Common Names : Ribwort plantain, English plantain, Buckhorn plantain, Narrowleaf plantain, Ribleaf and lamb’s tongue.

Habitat : Plantago lanceolata is native to Europe, including Britain, from Iceland south and east to Spain, northern and central Asia.It grows in Grassland, roadsides etc, a common weed of lawns and cultivated ground, on neutral and basic soils.

Description:
Plantago lanceolata is a rosette-forming perennial herb,growing to 0.5 m (1ft 8in) by 0.2 m (0ft 8in), with leafless, silky, hairy flower stems (10–40 cm/3.9–16 in). The basal leaves are lanceolate spreading or erect, scarcely toothed with 3-5 strong parallel veins narrowed to short petiole. Grouping leaf stalk deeply furrowed, ending in an oblong inflorescence of many small flowers each with a pointed bract.It is in flower from Apr to August, and the seeds ripen from Jun to September.
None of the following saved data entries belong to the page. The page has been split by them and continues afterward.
//! Chat client runtime: the backend trait, an in-memory reference
//! implementation, and the live room feed that keeps a timeline
//! reconciled against a subscription.

/// Backend client trait and operation parameter types.
pub mod client;
/// Live room feed worker.
pub mod feed;
/// In-memory backend used by tests and demos.
pub mod memory;

pub use client::{
    ChatClient, DeleteMessageParams, ReactionParams, SendMessageParams, UpdateMessageParams,
};
pub use feed::{
    DEFAULT_BACKFILL_LIMIT, RoomFeed, RoomFeedOptions, SnapshotCallback, TimelineSnapshot,
};
pub use memory::InMemoryChatClient;
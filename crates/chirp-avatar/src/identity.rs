//! Deterministic derivation of avatar initials and colors.
//!
//! The same seed must map to the same presentation on every platform and
//! in every release, so hashing avoids `DefaultHasher` (whose output is
//! unspecified across std versions) in favor of a fixed FNV-1a.

/// Background palette cycled by the seed hash.
pub const AVATAR_PALETTE: [&str; 8] = [
    "#f44336", "#e91e63", "#9c27b0", "#3f51b5", "#03a9f4", "#009688", "#8bc34a", "#ff9800",
];

const FNV_OFFSET_BASIS: u64 = 0xcbf2_9ce4_8422_2325;
const FNV_PRIME: u64 = 0x0000_0100_0000_01b3;

/// Stable 64-bit FNV-1a hash of a seed string.
pub fn stable_hash(seed: &str) -> u64 {
    let mut hash = FNV_OFFSET_BASIS;
    for byte in seed.as_bytes() {
        hash ^= u64::from(*byte);
        hash = hash.wrapping_mul(FNV_PRIME);
    }
    hash
}

/// Palette color for a seed. Same seed, same color, forever.
pub fn color_for(seed: &str) -> &'static str {
    let index = (stable_hash(seed) % AVATAR_PALETTE.len() as u64) as usize;
    AVATAR_PALETTE[index]
}

/// Up to two uppercased initials derived from a display name or id.
///
/// Words are alphanumeric runs, so "Grace Hopper", "grace.hopper" and
/// "grace-hopper" all yield "GH". Seeds without any alphanumeric content
/// fall back to "?".
pub fn initials_for(seed: &str) -> String {
    let mut initials = String::new();
    let words = seed
        .split(|ch: char| !ch.is_alphanumeric())
        .filter(|word| !word.is_empty())
        .take(2);
    for word in words {
        if let Some(first) = word.chars().next() {
            initials.extend(first.to_uppercase());
        }
    }
    if initials.is_empty() {
        initials.push('?');
    }
    initials
}
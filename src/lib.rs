//! Chat-ops app that builds a plugin pull request and deploys it onto the
//! calling chat server.
//!
//! The host framework fetches the app's [`bindings`] and posts calls back to
//! it; the `/dylan` command resolves a PR through its CI run to a plugin
//! bundle and installs it (see [`pipeline`]).

pub mod apps;
pub mod bindings;
pub mod circleci;
pub mod commands;
pub mod config;
pub mod error;
pub mod github;
pub mod host;
pub mod http;
pub(crate) mod outbound;
pub mod pipeline;
pub mod ports;
pub mod state;

pub use config::{AppConfig, load_app_config};
pub use error::{AppError, AppResult};
pub use state::AppState;
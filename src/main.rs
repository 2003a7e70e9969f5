use std::path::PathBuf;
use std::sync::Arc;

use anyhow::Context;
use clap::Parser;
use tracing_subscriber::EnvFilter;

use dylan_lib::http::start_server;
use dylan_lib::{AppState, load_app_config};

#[derive(Parser, Debug)]
#[command(name = "dylan", version, about = "Build and deploy plugin pull requests from a slash command")]
struct Cli {
    /// JSON config file (default: <config dir>/dylan/config.json)
    #[arg(short, long, env = "DYLAN_CONFIG")]
    config: Option<PathBuf>,

    /// Address to listen on, overriding the config file
    #[arg(short, long, env = "DYLAN_LISTEN")]
    listen: Option<String>,
}

#[tokio::main]
async fn main() -> anyhow::Result<()> {
    let cli = Cli::parse();

    let env_filter = EnvFilter::try_from_default_env().unwrap_or_else(|_| EnvFilter::new("info"));
    tracing_subscriber::fmt()
        .with_env_filter(env_filter)
        .with_writer(std::io::stderr)
        .with_target(true)
        .init();

    let mut config =
        load_app_config(cli.config.as_deref()).context("failed to load configuration")?;
    if let Some(listen) = cli.listen {
        config.listen_addr = listen;
    }

    let state = Arc::new(AppState::with_live_services(config)?);
    start_server(state).await.context("HTTP server failed")
}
The flowers are hermaphrodite (have both male and female organs) and are pollinated by Wind, flies, beetles.The plant is self-fertile. Each flower can produce up to two seeds. Flowers 4 mm (calyx green, corolla brownish), 4 bent back lobes with brown midribs, long white stamens. Found in British Isles, scarce on acidic soils (pH < 4.5). It is considered an invasive weed in North America. It is present and widespread in the Americas and Australia as an introduced species.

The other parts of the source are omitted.